Screenshot 2023-11-19 at 1 05 30 pm Screenshot 2023-11-19 at 1 06 03 pm
grobinson-grafana commented 1 year ago

To see if it was related to data retention not deleting expired silences I ran Alertmanager with --data.retention=5m.

ngc104 commented 9 months ago

How to reproduce

I was fed up with rebuilding my env test each time I wanted to test if the bug is still there. I also thought it would be good to make it easier for everyone to build it. So I wrote some scripts : https://github.com/ngc104/alertmanager-issue-2659

TL;DR :

./buid_env.sh
./run.sh

But the README.md file is quite short. You can read it.

How to measure the leak

I can see the bug in Kubernetes environment with container_memory_working_set_bytes metric. But what is that metric ?

In very short, this metric is close to the RSS metric for a process and comes from Linux cgroups.

This is the metric used by Kubernetes to detect OOMs and kill the containers. For that specific reason, it is important to use exactly that metric and not other similar ones.

After a lot of readings, I decided to

My script is 25 lines long and should work on most Linux (cgroup v1 and v2)... Not so hard to understand and fix if it does not work for you.

How to show the leeak

Thanks to your graphs @grobinson-grafana I thought I could provide grafs too, and let anyone have their own graphs easily.

So my env test comes from :

Now it's easy to run this stack and provide graphs.

ngc104 commented 9 months ago

Some graphs with the stack above

The stack was launched for hours with different data retention.

Alertmanager version : 0.26.0

Data retention 2h

Start : 10h35 End : 21h10 Duration : 10h35

Capture d’écran de 2024-01-29 22-36-00 Capture d’écran de 2024-01-29 22-35-43 Capture d’écran de 2024-01-29 22-35-23

EDIT 02/02/2024 : we had more metrics than we thought. Here are new and larger graphs (retention 2h)

Start : 10h35 End : 10h27 Duration : 23h08

image image image

Data retention 3h

Start : 10h50 End : 10h20 Duration : 23h30

Capture d’écran de 2024-01-31 10-17-15 Capture d’écran de 2024-01-31 10-19-16 Capture d’écran de 2024-01-31 10-19-52

Data retention 5m

Start : 11h40 End : 21h00 Duration : 9h20

Note : this is the retention that @grobinson-grafana used for the test 2 months and a half ago.

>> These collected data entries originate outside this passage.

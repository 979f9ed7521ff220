//! Freeze controller for the unread counter.
//!
//! While a summary refetch is in flight the counter is frozen: stream changes
//! still update rows but their count changes are held back. A successful
//! refetch replaces the counter with the server baseline plus the held-back
//! changes the fetched first page does not show yet; those it does show are
//! already counted. A failed refetch replays every held change. Each freeze
//! has a token; only the holder of the current token may settle or lift it.

use crate::InboxCache;
use std::sync::Arc;
use std::time::Duration;
use tracing::debug;

pub const DEFAULT_GRACE: Duration = Duration::from_millis(100);

#[derive(Clone)]
pub struct FreezeController {
    cache: Arc<InboxCache>,
    grace: Duration,
}

impl FreezeController {
    pub fn new(cache: Arc<InboxCache>, grace: Duration) -> Self {
        Self { cache, grace }
    }

    /// Freeze the counter; the returned token supersedes any earlier one.
    pub fn freeze(&self) -> u64 {
        let token = self.cache.update(|state| state.freeze());
        debug!(token, "Unread count frozen");
        token
    }

    pub fn is_frozen(&self) -> bool {
        self.cache.read(|state| state.is_frozen())
    }

    /// Adopt the refreshed baseline and lift the freeze after the grace period.
    /// Returns `false` if `token` has been superseded.
    pub fn settle_success(&self, token: u64, unread_count: u32) -> bool {
        let current = self.cache.update(|state| {
            if state.freeze_token() != token {
                return false;
            }
            let replayed = state.take_unreflected_delta();
            state.set_unread_count(unread_count);
            state.adjust_unread(replayed);
            debug!(token, unread_count, replayed, "Unread count baseline applied");
            true
        });

        if current {
            self.schedule_unfreeze(token);
        }
        current
    }

    /// Replay held-back deltas and lift the freeze at once.
    pub fn settle_failure(&self, token: u64) -> bool {
        self.cache.update(|state| {
            if state.freeze_token() != token {
                return false;
            }
            let replayed = state.take_held_delta();
            state.adjust_unread(replayed);
            state.unfreeze();
            debug!(token, replayed, "Unread count unfrozen after failed refresh");
            true
        })
    }

    /// Lift the freeze if `token` is still current. Changes held during the
    /// grace period count unless the fetched page already shows them.
    pub fn unfreeze(&self, token: u64) -> bool {
        self.cache.update(|state| {
            if state.freeze_token() != token || !state.is_frozen() {
                return false;
            }
            let replayed = state.take_unreflected_delta();
            state.adjust_unread(replayed);
            state.unfreeze();
            debug!(token, replayed, "Unread count unfrozen");
            true
        })
    }

    fn schedule_unfreeze(&self, token: u64) {
        let controller = self.clone();
        tokio::spawn(async move {
            tokio::time::sleep(controller.grace).await;
            controller.unfreeze(token);
        });
    }
}

#[cfg(test)]
mod tests {
    use super::*;
    use crate::cache::HeldChange;
    use crate::InboxSnapshot;
    use chrono::{TimeZone, Utc};
    use inbox_types::{Notification, NotificationPage, NotificationType, PageInfo};
    use tokio::sync::watch;

    fn unread(id: &str) -> Notification {
        Notification {
            id: id.to_string(),
            user_id: "user-1".to_string(),
            notification_type: NotificationType::Mention,
            title: "Mention".to_string(),
            message: String::new(),
            link: None,
            is_read: false,
            read_at: None,
            created_at: Utc.with_ymd_and_hms(2024, 5, 1, 10, 0, 0).unwrap(),
            batch_count: None,
        }
    }

    fn first_page(ids: &[&str]) -> NotificationPage {
        NotificationPage {
            notifications: ids.iter().map(|id| unread(id)).collect(),
            page_info: PageInfo::default(),
        }
    }

    fn controller() -> (FreezeController, Arc<InboxCache>) {
        let (tx, _rx) = watch::channel(InboxSnapshot::default());
        let cache = Arc::new(InboxCache::new(Arc::new(tx)));
        cache.update(|state| state.set_unread_count(3));
        (FreezeController::new(cache.clone(), DEFAULT_GRACE), cache)
    }

    #[tokio::test(start_paused = true)]
    async fn test_success_keeps_changes_already_in_baseline() {
        let (freeze, cache) = controller();
        let token = freeze.freeze();
        cache.update(|state| state.apply_stream_change(HeldChange::Insert(unread("d"))));
        assert_eq!(cache.unread_count(), Some(3));

        cache.update(|state| state.set_first_page(first_page(&["d", "c", "b", "a"])));

        assert!(freeze.settle_success(token, 4));
        assert_eq!(cache.unread_count(), Some(4));
        assert!(freeze.is_frozen());

        tokio::time::sleep(DEFAULT_GRACE + Duration::from_millis(1)).await;
        assert!(!freeze.is_frozen());
        assert_eq!(cache.unread_count(), Some(4));
    }

    #[tokio::test(start_paused = true)]
    async fn test_success_adds_changes_missing_from_baseline() {
        let (freeze, cache) = controller();
        let token = freeze.freeze();
        cache.update(|state| state.set_first_page(first_page(&["c", "b", "a"])));
        cache.update(|state| state.apply_stream_change(HeldChange::Insert(unread("d"))));

        assert!(freeze.settle_success(token, 3));
        assert_eq!(cache.unread_count(), Some(4));

        // Delivered during the grace period, after the page was read.
        cache.update(|state| state.apply_stream_change(HeldChange::Insert(unread("e"))));
        assert_eq!(cache.unread_count(), Some(4));

        tokio::time::sleep(DEFAULT_GRACE + Duration::from_millis(1)).await;
        assert!(!freeze.is_frozen());
        assert_eq!(cache.unread_count(), Some(5));
    }

    #[tokio::test]
    async fn test_failure_replays_held_deltas() {
        let (freeze, cache) = controller();
        let token = freeze.freeze();
        cache.update(|state| {
            state.apply_stream_change(HeldChange::Insert(unread("d")));
            state.apply_stream_change(HeldChange::Insert(unread("e")));
            state.apply_stream_change(HeldChange::Delete {
                id: "a".to_string(),
                delta: -1,
            });
        });

        assert!(freeze.settle_failure(token));
        assert!(!freeze.is_frozen());
        assert_eq!(cache.unread_count(), Some(4));
    }

    #[tokio::test(start_paused = true)]
    async fn test_stale_timer_cannot_lift_newer_freeze() {
        let (freeze, cache) = controller();
        let first = freeze.freeze();
        assert!(freeze.settle_success(first, 3));

        let second = freeze.freeze();
        tokio::time::sleep(DEFAULT_GRACE * 2).await;
        assert!(freeze.is_frozen());

        assert!(!freeze.settle_success(first, 10));
        assert_eq!(cache.unread_count(), Some(3));
        assert!(freeze.unfreeze(second));
        assert!(!freeze.is_frozen());
    }
}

Capture d’écran de 2024-01-31 21-01-14 Capture d’écran de 2024-01-31 21-01-00 Capture d’écran de 2024-01-31 21-01-43

ngc104 commented 9 months ago

Analysing the graphs above

Note : the metrics have been aggregated with avg_over_time(...[15m]) to remove spikes and see the trends better.

Nb of expired silences

The number of expired silences is mostly the same (except at the beginning of course).

The exception is for dataretention=5m : why does it increase so much 2 hours after the beginning and then stbilize 1h30 after the increase ? Well, that is not the object of this issue. Let's just notice it then forget it for while.

memstat_heap_objects

This metric comes from alertmanager itself.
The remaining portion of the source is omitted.